Not confusing at all. I was running Azureus last night and I thought the 6881 might refer to that as bittorrent uses that port.

This is listed as ABORTED. By who? Them or me?

Krugger 10-08-2005 11:57 AM

I find it a bit weird that you got this as 192.168.0.3 is usualy a LAN reserved IP. Is this log from a NAT box or a router or something like that?

These aborted messages must come from your iptables rules. There must be a rule that is throwing it into your logs.

nlinecomputers 10-08-2005 01:28 PM

It's behind a router on a private net.

Quote:

These aborted messages must come from your iptables rules. There must be a rule that is throwing it into your logs.
Ok well what is the difference between an abort and a drop? Bittorrent works on this unit. I downloaded Suse 10.0 last night using it. Is this somekind of timeout?

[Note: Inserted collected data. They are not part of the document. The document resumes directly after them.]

//! Calibration coefficients and the floating point compensation formulas of the BMP280.
//!
//! The formulas follow section 8.1 of the datasheet ("Compensation formula in double precision
//! floating point"). Operation order and constants are kept as published, since reordering changes
//! the rounding of the result.

use crate::bus::Bus;
use crate::register::calibration::{Calibration, CalibrationNvm};
use crate::Bmp280Result;

#[derive(Copy, Clone, Debug, PartialEq)]
#[cfg_attr(feature = "defmt", derive(defmt::Format))]
pub struct CalibrationData {
    dig_t1: f64,
    dig_t2: f64,
    dig_t3: f64,
    dig_p1: f64,
    dig_p2: f64,
    dig_p3: f64,
    dig_p4: f64,
    dig_p5: f64,
    dig_p6: f64,
    dig_p7: f64,
    dig_p8: f64,
    dig_p9: f64,
}

impl CalibrationData {
    pub(crate) fn read<B: Bus>(bus: &mut B) -> Bmp280Result<Self, B::Error> {
        let nvm = bus.read::<Calibration>()?;
        debug!("calibration: T1={} P1={}", nvm.dig_t1, nvm.dig_p1);

        Ok(Self::from(nvm))
    }

    /// Computes the fine resolution temperature `t_fine` from a raw 20-bit temperature reading.
    ///
    /// Divide by 5120.0 to get degrees Celsius.
    pub fn compensate_temperature(&self, adc_t: u32) -> f64 {
        let adc_t = adc_t as f64;

        let var1 = (adc_t / 16384.0 - self.dig_t1 / 1024.0) * self.dig_t2;
        let var2 = (adc_t / 131072.0 - self.dig_t1 / 8192.0)
            * (adc_t / 131072.0 - self.dig_t1 / 8192.0)
            * self.dig_t3;

        var1 + var2
    }

    /// Computes the pressure in Pa from a raw 20-bit pressure reading and a `t_fine` produced by
    /// [`CalibrationData::compensate_temperature`].
    ///
    /// Returns `0.0` when the coefficients make the divisor vanish.
    pub fn compensate_pressure(&self, adc_p: u32, t_fine: f64) -> f64 {
        let mut var1 = t_fine / 2.0 - 64000.0;
        let mut var2 = var1 * var1 * self.dig_p6 / 32768.0;
        var2 += var1 * self.dig_p5 * 2.0;
        var2 = (var2 / 4.0) + (self.dig_p4 * 65536.0);
        var1 = (self.dig_p3 * var1 * var1 / 524288.0 + self.dig_p2 * var1) / 524288.0;
        var1 = (1.0 + var1 / 32768.0) * self.dig_p1;

        if var1 == 0.0 {
            warn!("pressure compensation divisor is zero");
            return 0.0;
        }

        let mut p = 1048576.0 - adc_p as f64;
        p = (p - (var2 / 4096.0)) * 6250.0 / var1;
        var1 = self.dig_p9 * p * p / 2147483648.0;
        var2 = p * self.dig_p8 / 32768.0;

        p + (var1 + var2 + self.dig_p7) / 16.0
    }
}

impl From<CalibrationNvm> for CalibrationData {
    fn from(nvm: CalibrationNvm) -> Self {
        Self {
            dig_t1: nvm.dig_t1 as f64,
            dig_t2: nvm.dig_t2 as f64,
            dig_t3: nvm.dig_t3 as f64,
            dig_p1: nvm.dig_p1 as f64,
            dig_p2: nvm.dig_p2 as f64,
            dig_p3: nvm.dig_p3 as f64,
            dig_p4: nvm.dig_p4 as f64,
            dig_p5: nvm.dig_p5 as f64,
            dig_p6: nvm.dig_p6 as f64,
            dig_p7: nvm.dig_p7 as f64,
            dig_p8: nvm.dig_p8 as f64,
            dig_p9: nvm.dig_p9 as f64,
        }
    }
}
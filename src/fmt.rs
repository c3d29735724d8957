#![macro_use]
#![allow(unused_macros)]

macro_rules! trace {
    ($s:literal $(, $x:expr)* $(,)?) => {
        {
            cfg_if::cfg_if! {
                if #[cfg(feature = "defmt")] {
                    ::defmt::trace!($s $(, $x)*);
                } else if #[cfg(feature = "log")] {
                    ::log::trace!($s $(, $x)*);
                } else {
                    let _ = ($( & $x ),*);
                }
            }
        }
    };
}

macro_rules! debug {
    ($s:literal $(, $x:expr)* $(,)?) => {
        {
            cfg_if::cfg_if! {
                if #[cfg(feature = "defmt")] {
                    ::defmt::debug!($s $(, $x)*);
                } else if #[cfg(feature = "log")] {
                    ::log::debug!($s $(, $x)*);
                } else {
                    let _ = ($( & $x ),*);
                }
            }
        }
    };
}

macro_rules! warn {
    ($s:literal $(, $x:expr)* $(,)?) => {
        {
            cfg_if::cfg_if! {
                if #[cfg(feature = "defmt")] {
                    ::defmt::warn!($s $(, $x)*);
                } else if #[cfg(feature = "log")] {
                    ::log::warn!($s $(, $x)*);
                } else {
                    let _ = ($( & $x ),*);
                }
            }
        }
    };
}
//! Blocking driver for the Bosch BMP280 barometric pressure and temperature sensor.
//!
//! The driver talks to the sensor over I2C or SPI through the `embedded-hal` 1.0 blocking traits.
//! On construction the device is soft reset, its factory calibration is read and the requested
//! [`config::Configuration`] is committed. Measurements are compensated with the double precision
//! formulas of the datasheet.
//!
//! ```rust,no_run
//! # use embedded_hal::i2c::I2c;
//! # use bmp280_rs::Bmp280Result;
//! use bmp280_rs::{Bmp280, SdoPinState};
//! use bmp280_rs::config::{Configuration, Preset};
//! use bmp280_rs::register::ctrl_meas::PowerMode;
//! # fn demo<I: I2c>(i2c: I) -> Bmp280Result<(), I::Error> {
//!
//! let config = Configuration::from_preset(Preset::WeatherMonitoring);
//! let mut device = Bmp280::new_i2c_with_configuration(i2c, SdoPinState::Low, config)?;
//!
//! // Forced mode performs one conversion and goes back to sleep
//! device.set_power_mode(PowerMode::Forced)?;
//! while device.is_measuring()? {}
//!
//! let measurement = device.read_measurement()?;
//! # Ok(())
//! # }
//! ```
//!
//! ## Features
//! - `defmt`: log through `defmt` and derive `defmt::Format` on public types
//! - `log`: log through the `log` facade
#![cfg_attr(not(test), no_std)]

#[cfg(all(feature = "defmt", feature = "log"))]
compile_error!("features `defmt` and `log` are mutually exclusive");

// This mod MUST go first, so that the others see its macros.
mod fmt;

mod bmp280;
pub mod bus;
mod calibration;
pub mod config;
pub mod error;
pub mod register;

#[cfg(test)]
mod testing;

pub use bmp280::{Bmp280, Bmp280I2c, Bmp280Result, Bmp280Spi, Measurement, SdoPinState};
pub use calibration::CalibrationData;
pub use error::Bmp280Error;
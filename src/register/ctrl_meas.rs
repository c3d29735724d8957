//! ### CTRL_MEAS - Measurement control (`0xF4`, 1 byte, R/W)
//!
//! Holds the temperature oversampling (`osrs_t`, bits 7:5), the pressure oversampling
//! (`osrs_p`, bits 4:2) and the power mode (`mode`, bits 1:0).
//!
//! ### Default values
//! 0x00 (both measurements skipped, Sleep mode)
//!
//! ### Examples
//! ```rust,no_run
//! # use bmp280_rs::{Bmp280, Bmp280Result};
//! # use bmp280_rs::bus::Bus;
//! # fn demo<B: Bus>(mut device: Bmp280<B>) -> Bmp280Result<(), B::Error> {
//! use bmp280_rs::register::ctrl_meas::{CtrlMeas, CtrlMeasFields, Oversampling, PowerMode};
//!
//! let current = device.read::<CtrlMeas>()?;
//! println!("{:?}", current.mode);
//!
//! // Bypasses the driver's cached configuration, prefer the setters on `Bmp280`.
//! device.write::<CtrlMeas>(&CtrlMeasFields {
//!     osrs_t: Oversampling::X1,
//!     osrs_p: Oversampling::X4,
//!     mode: PowerMode::Forced,
//! })?;
//! # Ok(()) }
//! ```
#![doc(alias = "CTRL_MEAS")]
use crate::register::field::Field;
use crate::register::{Readable, Reg, Writable};

/// Marker type for CTRL_MEAS (0xF4) register
pub struct CtrlMeas;
impl Reg for CtrlMeas { const ADDR: u8 = 0xF4; }

impl CtrlMeas {
    /// Power mode, bits 1:0
    pub const MODE: Field = Field::new(Self::ADDR, 0, 2);
    /// Pressure oversampling, bits 4:2
    pub const OSRS_P: Field = Field::new(Self::ADDR, 2, 3);
    /// Temperature oversampling, bits 7:5
    pub const OSRS_T: Field = Field::new(Self::ADDR, 5, 3);
}

/// The payload for the CTRL_MEAS (0xF4) register.
#[derive(Copy, Clone, Debug, PartialEq, Eq)]
#[cfg_attr(feature = "defmt", derive(defmt::Format))]
pub struct CtrlMeasFields {
    pub osrs_t: Oversampling,
    pub osrs_p: Oversampling,
    pub mode: PowerMode,
}

impl Readable for CtrlMeas {
    type Out = CtrlMeasFields;

    fn decode(b: &[u8]) -> Self::Out {
        CtrlMeasFields {
            osrs_t: Oversampling::from(Self::OSRS_T.get(b[0])),
            osrs_p: Oversampling::from(Self::OSRS_P.get(b[0])),
            mode: PowerMode::from(Self::MODE.get(b[0])),
        }
    }
}

impl Writable for CtrlMeas {
    type In = CtrlMeasFields;

    fn encode(v: &Self::In) -> u8 {
        let value = Self::OSRS_T.set(0, v.osrs_t.into());
        let value = Self::OSRS_P.set(value, v.osrs_p.into());
        Self::MODE.set(value, v.mode.into())
    }
}

/// Power modes of the BMP280, see section 3.6 of the datasheet.
#[derive(Debug, Clone, Copy, PartialEq, Eq)]
#[cfg_attr(feature = "defmt", derive(defmt::Format))]
pub enum PowerMode {
    /// No measurements are performed. This is the default mode after power on reset.
    Sleep,
    /// A single measurement is performed, after which the device returns to Sleep mode.
    Forced,
    /// Measurements are performed continuously, separated by the configured standby time.
    Normal,
}

impl From<u8> for PowerMode {
    fn from(field: u8) -> Self {
        match field & 0b11 {
            0b00 => PowerMode::Sleep,
            0b01 | 0b10 => PowerMode::Forced,
            _ => PowerMode::Normal,
        }
    }
}

impl From<PowerMode> for u8 {
    fn from(mode: PowerMode) -> u8 {
        match mode {
            PowerMode::Sleep => 0b00,
            PowerMode::Forced => 0b01,
            PowerMode::Normal => 0b11,
        }
    }
}

/// Oversampling settings for `osrs_t` and `osrs_p`.
///
/// Setting a measurement to [`Oversampling::Skip`] disables it; its data register then holds `0x80000`.
#[derive(Copy, Clone, Debug, PartialEq, Eq)]
#[cfg_attr(feature = "defmt", derive(defmt::Format))]
pub enum Oversampling {
    Skip,
    X1,
    X2,
    X4,
    X8,
    X16,
}

impl Oversampling {
    /// Number of samples taken per measurement, `0` when skipped.
    pub fn samples(&self) -> u32 {
        match self {
            Oversampling::Skip => 0,
            Oversampling::X1 => 1,
            Oversampling::X2 => 2,
            Oversampling::X4 => 4,
            Oversampling::X8 => 8,
            Oversampling::X16 => 16,
        }
    }
}

impl From<u8> for Oversampling {
    fn from(field: u8) -> Self {
        match field & 0b111 {
            0b000 => Oversampling::Skip,
            0b001 => Oversampling::X1,
            0b010 => Oversampling::X2,
            0b011 => Oversampling::X4,
            0b100 => Oversampling::X8,
            // 0b110 and 0b111 behave like x16
            _ => Oversampling::X16,
        }
    }
}

impl From<Oversampling> for u8 {
    fn from(oversampling: Oversampling) -> u8 {
        match oversampling {
            Oversampling::Skip => 0b000,
            Oversampling::X1 => 0b001,
            Oversampling::X2 => 0b010,
            Oversampling::X4 => 0b011,
            Oversampling::X8 => 0b100,
            Oversampling::X16 => 0b101,
        }
    }
}
//! `{expr}` substitution used by `--fprint` fragments.
//!
//! Expressions are evaluated against the session globals and rendered with
//! `tostring`. `{{` and `}}` produce literal braces.

use mlua::{Function, Lua, Value};
use std::iter::Peekable;
use std::str::Chars;

/// Global name of the helper.
pub const HELPER: &str = "__interpolate";

pub(super) fn install(lua: &Lua) -> mlua::Result<()> {
    let helper = lua.create_function(|lua, template: String| interpolate(lua, &template))?;
    lua.globals().set(HELPER, helper)
}

fn interpolate(lua: &Lua, template: &str) -> mlua::Result<String> {
    let tostring: Function = lua.globals().get("tostring")?;
    let mut out = String::with_capacity(template.len());
    let mut chars = template.chars().peekable();

    while let Some(ch) = chars.next() {
        match ch {
            '{' if chars.peek() == Some(&'{') => {
                chars.next();
                out.push('{');
            }
            '}' if chars.peek() == Some(&'}') => {
                chars.next();
                out.push('}');
            }
            '{' => {
                let expr = take_expression(&mut chars)?;
                let chunk = format!("return {expr}");
                let value = lua
                    .load(chunk.as_str())
                    .set_name("=interpolation")
                    .eval::<Value>()?;
                out.push_str(&tostring.call::<String>(value)?);
            }
            '}' => {
                return Err(mlua::Error::RuntimeError(
                    "single '}' is not allowed in a template".to_string(),
                ));
            }
            _ => out.push(ch),
        }
    }

    Ok(out)
}

/// Consume characters up to the `}` closing the current placeholder.
/// Nested braces (table constructors) are kept balanced.
fn take_expression(chars: &mut Peekable<Chars<'_>>) -> mlua::Result<String> {
    let mut expr = String::new();
    let mut depth = 0usize;

    for ch in chars.by_ref() {
        match ch {
            '}' if depth == 0 => {
                if expr.trim().is_empty() {
                    return Err(mlua::Error::RuntimeError(
                        "empty expression in template".to_string(),
                    ));
                }
                return Ok(expr);
            }
            '{' => depth += 1,
            '}' => depth -= 1,
            _ => {}
        }
        expr.push(ch);
    }

    Err(mlua::Error::RuntimeError(
        "unterminated '{' in template".to_string(),
    ))
}
//! Stdout-backed `print` and `io.write`.
//!
//! Lua's own versions write through C stdio, which buffers separately from
//! Rust's stdout and silently drops `EPIPE`. These replacements share Rust's
//! handle, so output stays ordered with the REPL echo and a closed downstream
//! pipe comes back as an `io::Error` inside the evaluation error.

use mlua::{Function, Lua, MultiValue, Table, Value};
use std::io::{self, Write};

pub(super) fn install(lua: &Lua) -> mlua::Result<()> {
    let print = lua.create_function(|lua, args: MultiValue| {
        let tostring: Function = lua.globals().get("tostring")?;
        let mut line = String::new();
        for (i, value) in args.into_iter().enumerate() {
            if i > 0 {
                line.push('\t');
            }
            line.push_str(&tostring.call::<String>(value)?);
        }
        line.push('\n');
        write_stdout(line.as_bytes())
    })?;
    lua.globals().set("print", print)?;

    let write = lua.create_function(|lua, args: MultiValue| {
        let tostring: Function = lua.globals().get("tostring")?;
        for value in args {
            match value {
                Value::String(s) => write_stdout(&s.as_bytes())?,
                Value::Integer(_) | Value::Number(_) => {
                    write_stdout(tostring.call::<String>(value)?.as_bytes())?;
                }
                other => {
                    return Err(mlua::Error::RuntimeError(format!(
                        "bad argument to 'write' (string expected, got {})",
                        other.type_name()
                    )));
                }
            }
        }
        let io: Table = lua.globals().get("io")?;
        io.get::<Value>("stdout")
    })?;
    let io: Table = lua.globals().get("io")?;
    io.set("write", write)?;

    Ok(())
}

fn write_stdout(bytes: &[u8]) -> mlua::Result<()> {
    io::stdout()
        .lock()
        .write_all(bytes)
        .map_err(mlua::Error::external)
}

/// Walk the wrapped causes of a Lua error looking for `EPIPE`.
pub(super) fn is_broken_pipe(error: &mlua::Error) -> bool {
    match error {
        mlua::Error::CallbackError { cause, .. } | mlua::Error::WithContext { cause, .. } => {
            is_broken_pipe(cause)
        }
        mlua::Error::ExternalError(inner) => inner
            .downcast_ref::<io::Error>()
            .is_some_and(|e| e.kind() == io::ErrorKind::BrokenPipe),
        _ => false,
    }
}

Krugger 10-08-2005 02:01 PM

the remote cliente send a RST so he close the connection.

The thing with the ABORT is there because you must have something like -j LOG --log-prefix "ABORT:" in you iptables rules

nlinecomputers 10-08-2005 02:27 PM

Ok so that is worthless info filling my logs. Now I know that is probably safe to add that to logsentry to filter out that.

Thanks.

:)

Capt_Caveman 10-09-2005 08:20 PM

"Aborted" tcp connections are usually associated with "half-open" port scans that can be an important indicator that someone is trying to stealthily perform information gathering for a future attack. So that is why they are logged by certain firewalls. The downside is that you do see alot of false positives, commonly due to a webserver terminating the tcp connection so that it doesn't have to maintain a large number of active connections. It's also possible that what you're seeing here has to do with AOLs weird IP address rotation scheme, where an AOL client can actually get reassigned a new IP in the middle of an established connection.

sundialsvcs 10-10-2005 01:50 PM

You can assume that it is a scan-attempt unless you were attempting to do something with bittorrent at these times. Someone in AOL may be sniffing to find servers.